Machine learning program finds new matrix multiplication algorithms

By David H Bailey, on October 26th, 2022

Credit: Wikimedia

Introduction

Most of us learn the basic scheme for matrix multiplication in high school. What could be more simple and straightforward? Thus it may come as a surprise to some the basic scheme is not the most efficient.

German mathematician Volker Strassen was the first to show this, in 1969, by exhibiting a scheme that yields practical speedups even for moderately sized matrices. In the years since Strassen’s discovery, numerous other researchers have found even better schemes for certain specific matrix size classes. For a good overview of these methods, together with some numerical analysis and other considerations, see Higham2022.

The latest development here is that researchers at DeepMind, a research subsidiary of Alphabet (Google’s parent), have devised a machine learning-based program that has not only reproduced many of the specific results in the literature, but has also discovered a few schemes, for certain specific size classes, that are even more efficient than the best known methods.
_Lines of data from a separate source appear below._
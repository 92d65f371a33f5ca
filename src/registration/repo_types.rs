use serde::{Deserialize, Serialize};
use time::{Date, OffsetDateTime};

use crate::storage::FileArea;
use crate::users::repo_types::Gender;

/// Candidate sign-up data held until the email is confirmed.
#[derive(Debug, Clone, Serialize, Deserialize, PartialEq)]
pub struct CandidatePayload {
    pub name: String,
    pub surname: String,
    pub gender: Gender,
    pub birth_date: Date,
    pub password: String,             // hashed only at promotion
    pub cv_file: String,              // name inside cv-temp
    pub cv_content_type: String,
    pub cv_analysis: Option<serde_json::Value>,
    pub picture_file: Option<String>, // name inside picture-temp
}

/// Company sign-up data held until the email is confirmed.
#[derive(Debug, Clone, Serialize, Deserialize, PartialEq)]
pub struct CompanyPayload {
    pub name: String,
    pub description: String,
    pub password: String,
    pub picture_file: Option<String>,
}

#[derive(Debug, Clone, Serialize, Deserialize, PartialEq)]
#[serde(tag = "user_type", rename_all = "lowercase")]
pub enum RegistrationPayload {
    Candidate(CandidatePayload),
    Company(CompanyPayload),
}

impl RegistrationPayload {
    pub fn kind(&self) -> &'static str {
        match self {
            RegistrationPayload::Candidate(_) => "candidate",
            RegistrationPayload::Company(_) => "company",
        }
    }

    /// Exact temp files owned by this registration.
    pub fn temp_files(&self) -> Vec<(FileArea, String)> {
        let mut files = Vec::new();
        match self {
            RegistrationPayload::Candidate(c) => {
                files.push((FileArea::CvTemp, c.cv_file.clone()));
                if let Some(p) = &c.picture_file {
                    files.push((FileArea::PictureTemp, p.clone()));
                }
            }
            RegistrationPayload::Company(c) => {
                if let Some(p) = &c.picture_file {
                    files.push((FileArea::PictureTemp, p.clone()));
                }
            }
        }
        files
    }
}

/// An unconfirmed sign-up, persisted as one JSON document per email.
#[derive(Debug, Clone, Serialize, Deserialize, PartialEq)]
pub struct PendingRegistration {
    pub email: String,
    pub payload: RegistrationPayload,
    pub verification_code: String,
    #[serde(with = "time::serde::rfc3339")]
    pub created_at: OffsetDateTime,
    #[serde(with = "time::serde::rfc3339")]
    pub expires_at: OffsetDateTime,
    #[serde(default, with = "time::serde::rfc3339::option")]
    pub last_resend_at: Option<OffsetDateTime>,
}

impl PendingRegistration {
    /// Strict: a record is still valid at exactly `expires_at`.
    pub fn is_expired_at(&self, now: OffsetDateTime) -> bool {
        now > self.expires_at
    }
}
use std::time::Duration;

use axum::extract::FromRef;
use jsonwebtoken::{decode, encode, DecodingKey, EncodingKey, Header, Validation};
use serde::{Deserialize, Serialize};
use time::{Duration as TimeDuration, OffsetDateTime};
use tracing::debug;
use uuid::Uuid;

use crate::config::JwtConfig;
use crate::state::AppState;
use crate::users::repo_types::UserRole;

/// Type of JWT: access or refresh.
#[derive(Debug, Clone, Copy, Serialize, Deserialize, PartialEq, Eq)]
#[serde(rename_all = "lowercase")]
pub enum TokenKind {
    Access,
    Refresh,
}

/// JWT payload used for authentication.
#[derive(Debug, Clone, Serialize, Deserialize)]
pub struct Claims {
    pub sub: Uuid,       // user ID
    pub iat: usize,      // issued at (unix timestamp)
    pub exp: usize,      // expires at (unix timestamp)
    pub iss: String,
    pub aud: String,
    pub kind: TokenKind,
    /// Role at signing time; a refresh is refused once the account's role differs.
    pub role: UserRole,
}

/// Holds JWT signing and verification keys with config data.
#[derive(Clone)]
pub struct JwtKeys {
    pub encoding: EncodingKey,
    pub decoding: DecodingKey,
    pub issuer: String,
    pub audience: String,
    pub access_ttl: Duration,
    pub refresh_ttl: Duration,
}

impl JwtKeys {
    pub fn from_config(cfg: &JwtConfig) -> Self {
        Self {
            encoding: EncodingKey::from_secret(cfg.secret.as_bytes()),
            decoding: DecodingKey::from_secret(cfg.secret.as_bytes()),
            issuer: cfg.issuer.clone(),
            audience: cfg.audience.clone(),
            access_ttl: Duration::from_secs((cfg.ttl_minutes.max(1) as u64) * 60),
            refresh_ttl: Duration::from_secs((cfg.refresh_ttl_minutes.max(1) as u64) * 60),
        }
    }

    fn sign_with_kind(&self, user_id: Uuid, role: UserRole, kind: TokenKind) -> anyhow::Result<String> {
        let now = OffsetDateTime::now_utc();
        let ttl = match kind {
            TokenKind::Access => self.access_ttl,
            TokenKind::Refresh => self.refresh_ttl,
        };
        let exp = now + TimeDuration::seconds(ttl.as_secs() as i64);
        let claims = Claims {
            sub: user_id,
            iat: now.unix_timestamp() as usize,
            exp: exp.unix_timestamp() as usize,
            iss: self.issuer.clone(),
            aud: self.audience.clone(),
            kind,
            role,
        };
        let token = encode(&Header::default(), &claims, &self.encoding)?;
        debug!(user_id = %user_id, role = ?role, kind = ?kind, "jwt signed");
        Ok(token)
    }

    pub fn sign_access(&self, user_id: Uuid, role: UserRole) -> anyhow::Result<String> {
        self.sign_with_kind(user_id, role, TokenKind::Access)
    }

    pub fn sign_refresh(&self, user_id: Uuid, role: UserRole) -> anyhow::Result<String> {
        self.sign_with_kind(user_id, role, TokenKind::Refresh)
    }

    pub fn verify(&self, token: &str) -> anyhow::Result<Claims> {
        let mut validation = Validation::default();
        validation.set_audience(std::slice::from_ref(&self.audience));
        validation.set_issuer(std::slice::from_ref(&self.issuer));
        let data = decode::<Claims>(token, &self.decoding, &validation)?;
        debug!(user_id = %data.claims.sub, kind = ?data.claims.kind, "jwt verified");
        Ok(data.claims)
    }

    pub fn verify_refresh(&self, token: &str) -> anyhow::Result<Claims> {
        let claims = self.verify(token)?;
        if claims.kind != TokenKind::Refresh {
            anyhow::bail!("not a refresh token");
        }
        Ok(claims)
    }
}

impl FromRef<AppState> for JwtKeys {
    fn from_ref(state: &AppState) -> Self {
        JwtKeys::from_config(&state.config.jwt)
    }
}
In this article, we present an introduction to these fast matrix multiplication methods, and then describe the latest results.
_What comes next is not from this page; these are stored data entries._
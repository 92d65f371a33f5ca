use tracing::{info, warn};

use crate::auth::{jwt::JwtKeys, password::verify_password};
use crate::error::{AppError, AppResult};
use crate::users::{repo::UserRepository, repo_types::User};

pub struct TokenPair {
    pub access_token: String,
    pub refresh_token: String,
}

pub fn issue_tokens(keys: &JwtKeys, user: &User) -> AppResult<TokenPair> {
    Ok(TokenPair {
        access_token: keys.sign_access(user.id, user.role)?,
        refresh_token: keys.sign_refresh(user.id, user.role)?,
    })
}

/// Checks credentials. Unknown email and wrong password look the same.
pub async fn authenticate(users: &dyn UserRepository, email: &str, password: &str) -> AppResult<User> {
    let email = email.trim().to_lowercase();
    let invalid = || AppError::Unauthorized("Invalid credentials".into());

    let Some(user) = users.find_by_email(&email).await? else {
        warn!(email = %email, "login for unknown email");
        return Err(invalid());
    };
    if !verify_password(password, &user.password_hash)? {
        warn!(email = %email, user_id = %user.id, "login invalid password");
        return Err(invalid());
    }
    info!(user_id = %user.id, email = %user.email, "user logged in");
    Ok(user)
}

pub async fn refresh(users: &dyn UserRepository, keys: &JwtKeys, refresh_token: &str) -> AppResult<(User, TokenPair)> {
    let claims = keys
        .verify_refresh(refresh_token)
        .map_err(|e| AppError::Unauthorized(e.to_string()))?;
    let user = users
        .find_by_id(claims.sub)
        .await?
        .ok_or_else(|| AppError::Unauthorized("User not found".into()))?;
    if user.role != claims.role {
        warn!(user_id = %user.id, token_role = ?claims.role, role = ?user.role, "refresh with stale role");
        return Err(AppError::Unauthorized("Token no longer matches the account".into()));
    }
    let tokens = issue_tokens(keys, &user)?;
    Ok((user, tokens))
}

#[cfg(test)]
mod tests {
    use super::*;
    use crate::testing::Harness;
    use crate::users::repo_types::UserRole;
    use axum::extract::FromRef;

    #[tokio::test]
    async fn authenticate_accepts_only_matching_password() {
        let h = Harness::new().await;
        h.users.seed_candidate("a@x.com").await;

        let user = authenticate(h.users.as_ref(), " A@x.com ", "password123").await.unwrap();
        assert_eq!(user.email, "a@x.com");
        assert!(matches!(
            authenticate(h.users.as_ref(), "a@x.com", "nope-nope").await,
            Err(AppError::Unauthorized(_))
        ));
        assert!(matches!(
            authenticate(h.users.as_ref(), "b@x.com", "password123").await,
            Err(AppError::Unauthorized(_))
        ));
    }

    #[tokio::test]
    async fn refresh_issues_a_new_pair() {
        let h = Harness::new().await;
        let user = h.users.seed_company("c@x.com", true).await;
        let keys = JwtKeys::from_ref(&h.state);
        let pair = issue_tokens(&keys, &user).unwrap();

        let (again, tokens) = refresh(h.users.as_ref(), &keys, &pair.refresh_token).await.unwrap();
        assert_eq!(again.id, user.id);
        assert_eq!(keys.verify(&tokens.access_token).unwrap().sub, user.id);

        assert!(refresh(h.users.as_ref(), &keys, &pair.access_token).await.is_err());
    }

    #[tokio::test]
    async fn refresh_refuses_a_token_for_another_role() {
        let h = Harness::new().await;
        let user = h.users.seed_candidate("a@x.com").await;
        let keys = JwtKeys::from_ref(&h.state);
        let token = keys.sign_refresh(user.id, UserRole::Admin).unwrap();

        assert!(matches!(
            refresh(h.users.as_ref(), &keys, &token).await,
            Err(AppError::Unauthorized(_))
        ));
    }
}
Strassen’s algorithm for matrix multiplication

Strassen’s algorithm is as follows. Consider matrices $A, B$ and $C$, which, for simplicity in the presentation here, may each be assumed to be of size $2n \times 2n$ for some integer $n$ (although the algorithm is also valid for more general size combinations). By decomposing each of these matrices into half-sized (i.e., $n \times n$) submatrices $A_{ij}, B_{ij}$ and $C_{ij}$, one can write
$$A =
\begin{bmatrix}
A_{11} & A_{12} \\
A_{21} & A_{22}
\end{bmatrix}, \quad
B =
\begin{bmatrix}
B_{11} & B_{12} \\
B_{21} & B_{22}
\end{bmatrix}, \quad
C =
\begin{bmatrix}
C_{11} & C_{12} \\
C_{21} & C_{22}
\end{bmatrix},$$
where
$$\begin{bmatrix}
C_{11} & C_{12} \\
C_{21} & C_{22}
\end{bmatrix}
=
\begin{bmatrix}
A_{11} B_{11} + A_{12} B_{21} &
A_{11} B_{12} + A_{12} B_{22} \\
A_{21} B_{11} + A_{22} B_{21} &
A_{21} B_{12} + A_{22} B_{22}
\end{bmatrix}.$$
With this decomposition, eight multiplications of $n \times n$ submatrices are required to produce the results. The total number of element-wise multiplications is the same as with the standard matrix multiplication scheme, so at first it appears that nothing has been gained. However, Strassen observed that if one computes seven intermediate $n \times n$ matrices
$$\begin{align}
P_1 &= (A_{11} + A_{22}) (B_{11} + B_{22}) \\
P_2 &= (A_{21} + A_{22}) B_{11} \\
P_3 &= A_{11} (B_{12} – B_{22}) \\
P_4 &= A_{22} (B_{21} – B_{11}) \\
P_5 &= (A_{11} + A_{12}) B_{22} \\
P_6 &= (A_{21} – A_{11}) (B_{11} + B_{12}) \\
P_7 &= (A_{12} – A_{22}) (B_{21} + B_{22}), \\
\end{align}$$
then one can write:
$$\begin{bmatrix}
C_{11} & C_{12} \\
C_{21} & C_{22}
\end{bmatrix}
=
\begin{bmatrix}
P_1 + P_4 – P_5 + P_7 &
P_3 + P_5 \\
P_2 + P_4 &
P_1 – P_2 + P_3 + P_6
\end{bmatrix}.$$
The important fact to note here is that computing each of the $P_k$ matrices requires only a single $n \times n$ matrix multiplication, so that the final result is obtained in only seven $n \times n$ matrix multiplications instead of eight with the conventional scheme.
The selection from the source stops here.